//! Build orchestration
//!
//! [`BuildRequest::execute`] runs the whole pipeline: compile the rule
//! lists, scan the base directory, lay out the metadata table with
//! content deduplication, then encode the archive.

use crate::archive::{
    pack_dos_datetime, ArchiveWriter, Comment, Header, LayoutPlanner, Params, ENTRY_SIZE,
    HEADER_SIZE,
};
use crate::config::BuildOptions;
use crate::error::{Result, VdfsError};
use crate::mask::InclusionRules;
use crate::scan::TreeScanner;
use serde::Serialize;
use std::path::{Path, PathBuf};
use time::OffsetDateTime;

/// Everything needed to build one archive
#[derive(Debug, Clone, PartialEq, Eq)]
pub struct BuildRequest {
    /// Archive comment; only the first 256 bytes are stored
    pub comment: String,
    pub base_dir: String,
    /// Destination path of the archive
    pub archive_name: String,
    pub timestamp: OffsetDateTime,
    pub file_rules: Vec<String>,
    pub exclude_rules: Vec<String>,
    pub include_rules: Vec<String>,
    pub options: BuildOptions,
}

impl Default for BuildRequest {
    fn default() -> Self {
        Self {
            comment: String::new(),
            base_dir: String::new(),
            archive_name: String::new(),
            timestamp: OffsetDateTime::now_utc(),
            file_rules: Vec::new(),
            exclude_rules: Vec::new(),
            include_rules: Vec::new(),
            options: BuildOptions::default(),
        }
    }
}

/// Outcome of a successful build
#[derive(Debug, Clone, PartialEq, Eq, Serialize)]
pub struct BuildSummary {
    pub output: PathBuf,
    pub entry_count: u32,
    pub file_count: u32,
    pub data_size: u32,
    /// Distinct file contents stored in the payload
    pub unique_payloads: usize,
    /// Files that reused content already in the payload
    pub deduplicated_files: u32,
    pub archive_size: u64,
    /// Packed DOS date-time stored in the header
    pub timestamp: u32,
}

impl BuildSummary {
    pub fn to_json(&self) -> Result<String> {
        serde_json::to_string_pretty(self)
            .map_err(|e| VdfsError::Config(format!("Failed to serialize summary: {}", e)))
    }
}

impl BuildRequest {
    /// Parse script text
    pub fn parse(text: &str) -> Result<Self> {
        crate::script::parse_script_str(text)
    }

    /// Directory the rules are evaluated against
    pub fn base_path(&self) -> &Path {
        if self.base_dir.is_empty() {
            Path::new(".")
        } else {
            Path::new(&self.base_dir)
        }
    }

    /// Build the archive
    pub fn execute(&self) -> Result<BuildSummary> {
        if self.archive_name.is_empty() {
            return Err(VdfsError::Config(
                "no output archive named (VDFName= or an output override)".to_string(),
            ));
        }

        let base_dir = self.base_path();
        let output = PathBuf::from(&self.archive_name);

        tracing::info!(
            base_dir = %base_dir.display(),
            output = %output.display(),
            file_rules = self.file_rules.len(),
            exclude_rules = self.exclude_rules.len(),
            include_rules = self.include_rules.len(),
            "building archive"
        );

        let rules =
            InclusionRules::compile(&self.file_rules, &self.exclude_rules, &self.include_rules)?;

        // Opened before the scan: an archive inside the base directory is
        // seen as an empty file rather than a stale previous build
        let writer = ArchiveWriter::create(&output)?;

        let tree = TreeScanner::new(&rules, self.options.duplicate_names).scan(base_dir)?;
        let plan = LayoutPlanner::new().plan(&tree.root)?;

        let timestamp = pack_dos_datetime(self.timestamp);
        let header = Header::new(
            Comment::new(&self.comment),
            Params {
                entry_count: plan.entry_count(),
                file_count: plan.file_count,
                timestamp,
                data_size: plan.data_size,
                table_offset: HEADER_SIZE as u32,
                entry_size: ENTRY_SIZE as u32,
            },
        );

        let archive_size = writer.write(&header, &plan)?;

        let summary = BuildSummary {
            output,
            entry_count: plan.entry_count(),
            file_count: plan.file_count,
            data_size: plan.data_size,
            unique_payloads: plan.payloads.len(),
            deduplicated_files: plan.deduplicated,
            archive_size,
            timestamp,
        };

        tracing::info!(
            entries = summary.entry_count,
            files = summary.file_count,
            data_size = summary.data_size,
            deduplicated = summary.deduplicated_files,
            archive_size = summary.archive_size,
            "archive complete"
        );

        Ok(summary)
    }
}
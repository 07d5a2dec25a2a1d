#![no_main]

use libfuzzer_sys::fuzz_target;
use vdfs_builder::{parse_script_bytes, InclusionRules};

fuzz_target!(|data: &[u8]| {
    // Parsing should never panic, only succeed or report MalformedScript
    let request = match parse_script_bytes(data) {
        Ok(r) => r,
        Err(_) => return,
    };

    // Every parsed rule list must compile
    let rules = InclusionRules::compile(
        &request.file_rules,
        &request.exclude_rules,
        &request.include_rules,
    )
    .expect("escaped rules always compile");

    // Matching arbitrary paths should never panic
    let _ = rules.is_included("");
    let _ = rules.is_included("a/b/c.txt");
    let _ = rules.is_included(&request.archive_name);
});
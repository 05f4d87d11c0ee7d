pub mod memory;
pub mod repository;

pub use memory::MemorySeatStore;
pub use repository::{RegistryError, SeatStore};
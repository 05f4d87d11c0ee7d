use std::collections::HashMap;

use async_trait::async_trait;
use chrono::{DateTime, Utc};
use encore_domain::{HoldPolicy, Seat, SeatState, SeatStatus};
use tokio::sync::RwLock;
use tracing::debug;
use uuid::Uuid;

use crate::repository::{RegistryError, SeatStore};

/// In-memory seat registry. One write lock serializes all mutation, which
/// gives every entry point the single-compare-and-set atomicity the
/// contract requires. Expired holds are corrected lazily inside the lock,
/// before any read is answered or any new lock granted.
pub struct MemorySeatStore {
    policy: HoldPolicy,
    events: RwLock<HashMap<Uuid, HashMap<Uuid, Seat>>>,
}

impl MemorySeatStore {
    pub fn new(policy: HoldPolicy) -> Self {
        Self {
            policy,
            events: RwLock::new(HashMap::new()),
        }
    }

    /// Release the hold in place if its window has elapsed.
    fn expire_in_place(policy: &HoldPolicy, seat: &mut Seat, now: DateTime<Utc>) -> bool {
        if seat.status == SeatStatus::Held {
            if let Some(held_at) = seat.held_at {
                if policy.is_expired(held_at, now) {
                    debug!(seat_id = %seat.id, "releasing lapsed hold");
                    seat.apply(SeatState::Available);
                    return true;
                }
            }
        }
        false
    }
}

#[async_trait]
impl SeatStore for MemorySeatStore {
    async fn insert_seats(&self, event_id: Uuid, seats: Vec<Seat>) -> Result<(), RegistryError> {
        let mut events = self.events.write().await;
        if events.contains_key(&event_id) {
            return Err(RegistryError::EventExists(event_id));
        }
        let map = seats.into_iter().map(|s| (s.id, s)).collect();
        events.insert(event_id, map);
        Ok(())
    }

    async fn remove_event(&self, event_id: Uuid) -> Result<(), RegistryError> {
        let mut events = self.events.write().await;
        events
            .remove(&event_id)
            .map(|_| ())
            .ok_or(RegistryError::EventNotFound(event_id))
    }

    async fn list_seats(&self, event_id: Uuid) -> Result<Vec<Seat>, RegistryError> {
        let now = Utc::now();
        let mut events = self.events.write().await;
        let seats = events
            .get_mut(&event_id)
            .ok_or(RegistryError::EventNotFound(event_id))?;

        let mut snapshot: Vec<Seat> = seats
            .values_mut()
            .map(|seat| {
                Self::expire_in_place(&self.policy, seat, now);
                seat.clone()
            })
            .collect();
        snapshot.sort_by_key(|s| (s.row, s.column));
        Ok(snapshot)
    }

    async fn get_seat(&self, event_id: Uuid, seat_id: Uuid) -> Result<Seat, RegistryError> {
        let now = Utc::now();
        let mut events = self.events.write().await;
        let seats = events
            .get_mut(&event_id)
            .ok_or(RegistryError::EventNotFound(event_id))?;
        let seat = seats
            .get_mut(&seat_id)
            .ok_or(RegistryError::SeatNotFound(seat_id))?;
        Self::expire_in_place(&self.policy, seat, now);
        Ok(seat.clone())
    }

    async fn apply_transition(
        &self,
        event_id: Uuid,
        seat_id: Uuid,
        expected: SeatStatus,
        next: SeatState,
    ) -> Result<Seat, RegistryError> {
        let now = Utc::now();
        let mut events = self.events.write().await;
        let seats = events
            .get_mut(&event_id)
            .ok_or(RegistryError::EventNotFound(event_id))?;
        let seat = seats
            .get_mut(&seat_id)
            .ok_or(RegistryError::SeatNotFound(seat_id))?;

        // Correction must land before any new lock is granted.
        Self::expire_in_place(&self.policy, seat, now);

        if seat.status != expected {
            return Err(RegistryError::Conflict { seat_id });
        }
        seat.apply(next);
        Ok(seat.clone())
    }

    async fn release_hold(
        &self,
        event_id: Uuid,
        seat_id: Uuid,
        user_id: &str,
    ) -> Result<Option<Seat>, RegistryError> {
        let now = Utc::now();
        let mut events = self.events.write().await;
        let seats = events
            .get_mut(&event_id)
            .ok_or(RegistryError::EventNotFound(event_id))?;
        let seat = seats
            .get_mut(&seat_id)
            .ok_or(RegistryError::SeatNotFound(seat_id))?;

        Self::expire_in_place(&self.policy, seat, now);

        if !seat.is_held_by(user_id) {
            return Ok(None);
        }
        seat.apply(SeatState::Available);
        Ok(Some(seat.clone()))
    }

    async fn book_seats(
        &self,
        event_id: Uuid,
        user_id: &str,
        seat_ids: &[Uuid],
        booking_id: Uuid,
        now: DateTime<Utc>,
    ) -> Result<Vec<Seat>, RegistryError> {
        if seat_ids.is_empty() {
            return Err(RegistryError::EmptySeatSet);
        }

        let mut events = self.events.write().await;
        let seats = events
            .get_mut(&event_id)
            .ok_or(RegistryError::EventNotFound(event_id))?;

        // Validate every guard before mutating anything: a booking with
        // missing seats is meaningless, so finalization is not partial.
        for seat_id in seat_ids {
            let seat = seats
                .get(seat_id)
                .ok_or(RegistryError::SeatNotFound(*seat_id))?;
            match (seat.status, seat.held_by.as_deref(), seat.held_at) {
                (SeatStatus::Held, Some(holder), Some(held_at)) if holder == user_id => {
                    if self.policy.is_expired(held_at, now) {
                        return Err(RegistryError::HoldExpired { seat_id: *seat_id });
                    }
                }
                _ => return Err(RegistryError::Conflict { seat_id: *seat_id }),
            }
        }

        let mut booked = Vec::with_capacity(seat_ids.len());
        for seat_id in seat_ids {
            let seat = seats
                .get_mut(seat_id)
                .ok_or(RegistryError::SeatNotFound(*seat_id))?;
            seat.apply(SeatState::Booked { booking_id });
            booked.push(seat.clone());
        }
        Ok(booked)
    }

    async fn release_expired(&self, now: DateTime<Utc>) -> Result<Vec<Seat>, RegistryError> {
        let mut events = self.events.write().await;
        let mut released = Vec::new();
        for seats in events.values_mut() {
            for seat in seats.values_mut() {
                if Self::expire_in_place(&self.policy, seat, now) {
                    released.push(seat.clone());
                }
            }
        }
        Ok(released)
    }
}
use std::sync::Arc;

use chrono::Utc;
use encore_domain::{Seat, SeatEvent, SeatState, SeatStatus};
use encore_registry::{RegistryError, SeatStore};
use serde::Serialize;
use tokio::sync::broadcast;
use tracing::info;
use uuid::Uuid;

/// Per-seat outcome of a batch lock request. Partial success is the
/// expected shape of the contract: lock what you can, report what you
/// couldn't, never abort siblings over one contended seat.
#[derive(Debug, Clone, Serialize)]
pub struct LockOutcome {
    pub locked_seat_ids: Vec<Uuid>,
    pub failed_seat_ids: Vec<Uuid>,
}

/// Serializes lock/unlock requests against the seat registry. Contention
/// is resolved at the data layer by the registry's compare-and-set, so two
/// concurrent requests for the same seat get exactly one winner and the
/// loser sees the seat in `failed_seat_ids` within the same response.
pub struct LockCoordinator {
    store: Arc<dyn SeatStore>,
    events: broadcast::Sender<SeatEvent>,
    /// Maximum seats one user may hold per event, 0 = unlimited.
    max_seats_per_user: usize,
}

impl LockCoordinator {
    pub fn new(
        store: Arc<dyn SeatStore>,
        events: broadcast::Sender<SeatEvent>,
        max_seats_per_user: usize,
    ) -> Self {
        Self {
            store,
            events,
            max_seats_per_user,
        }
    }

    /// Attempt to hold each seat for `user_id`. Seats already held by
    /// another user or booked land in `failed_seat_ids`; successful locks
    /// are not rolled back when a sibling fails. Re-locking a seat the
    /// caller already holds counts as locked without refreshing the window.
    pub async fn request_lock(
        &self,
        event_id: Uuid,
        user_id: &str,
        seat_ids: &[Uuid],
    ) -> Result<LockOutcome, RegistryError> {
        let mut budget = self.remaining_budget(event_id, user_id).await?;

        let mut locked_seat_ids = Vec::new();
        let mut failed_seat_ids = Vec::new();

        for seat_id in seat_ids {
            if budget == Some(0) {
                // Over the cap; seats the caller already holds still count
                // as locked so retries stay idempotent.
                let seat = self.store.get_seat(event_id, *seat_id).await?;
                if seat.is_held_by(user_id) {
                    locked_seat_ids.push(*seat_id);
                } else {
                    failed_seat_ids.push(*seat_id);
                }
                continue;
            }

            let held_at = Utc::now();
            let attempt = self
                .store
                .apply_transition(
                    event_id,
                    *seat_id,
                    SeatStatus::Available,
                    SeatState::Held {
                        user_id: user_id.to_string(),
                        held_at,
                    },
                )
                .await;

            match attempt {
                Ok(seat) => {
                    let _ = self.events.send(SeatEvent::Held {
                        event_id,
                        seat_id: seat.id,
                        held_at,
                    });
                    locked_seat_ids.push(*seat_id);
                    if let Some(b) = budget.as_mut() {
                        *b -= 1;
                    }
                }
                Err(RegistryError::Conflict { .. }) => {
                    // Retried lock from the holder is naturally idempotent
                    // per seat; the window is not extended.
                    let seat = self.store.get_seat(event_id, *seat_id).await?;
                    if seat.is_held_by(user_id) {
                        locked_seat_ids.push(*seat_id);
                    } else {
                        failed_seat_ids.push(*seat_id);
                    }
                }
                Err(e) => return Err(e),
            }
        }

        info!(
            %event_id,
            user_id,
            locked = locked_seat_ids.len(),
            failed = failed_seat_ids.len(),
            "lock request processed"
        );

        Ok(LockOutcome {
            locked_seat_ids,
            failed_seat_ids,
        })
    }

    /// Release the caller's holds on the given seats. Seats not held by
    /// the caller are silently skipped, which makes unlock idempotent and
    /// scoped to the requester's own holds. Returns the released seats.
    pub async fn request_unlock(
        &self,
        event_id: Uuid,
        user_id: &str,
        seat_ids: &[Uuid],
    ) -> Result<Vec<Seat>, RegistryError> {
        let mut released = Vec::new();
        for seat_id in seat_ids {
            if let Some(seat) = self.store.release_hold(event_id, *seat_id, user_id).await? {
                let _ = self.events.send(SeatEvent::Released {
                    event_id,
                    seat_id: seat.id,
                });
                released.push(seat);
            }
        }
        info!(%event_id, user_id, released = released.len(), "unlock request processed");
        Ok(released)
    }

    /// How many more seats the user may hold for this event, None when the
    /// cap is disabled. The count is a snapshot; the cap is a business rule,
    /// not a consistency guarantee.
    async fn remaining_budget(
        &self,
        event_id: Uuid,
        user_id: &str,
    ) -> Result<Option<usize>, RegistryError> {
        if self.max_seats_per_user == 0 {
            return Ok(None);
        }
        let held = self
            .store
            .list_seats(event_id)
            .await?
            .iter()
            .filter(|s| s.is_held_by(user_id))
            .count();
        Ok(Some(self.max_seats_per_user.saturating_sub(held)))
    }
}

-=-=-

Read the material above and copy out each line holding "idempotent".

                // as locked so retries stay idempotent.
                    // Retried lock from the holder is naturally idempotent
    /// the caller are silently skipped, which makes unlock idempotent and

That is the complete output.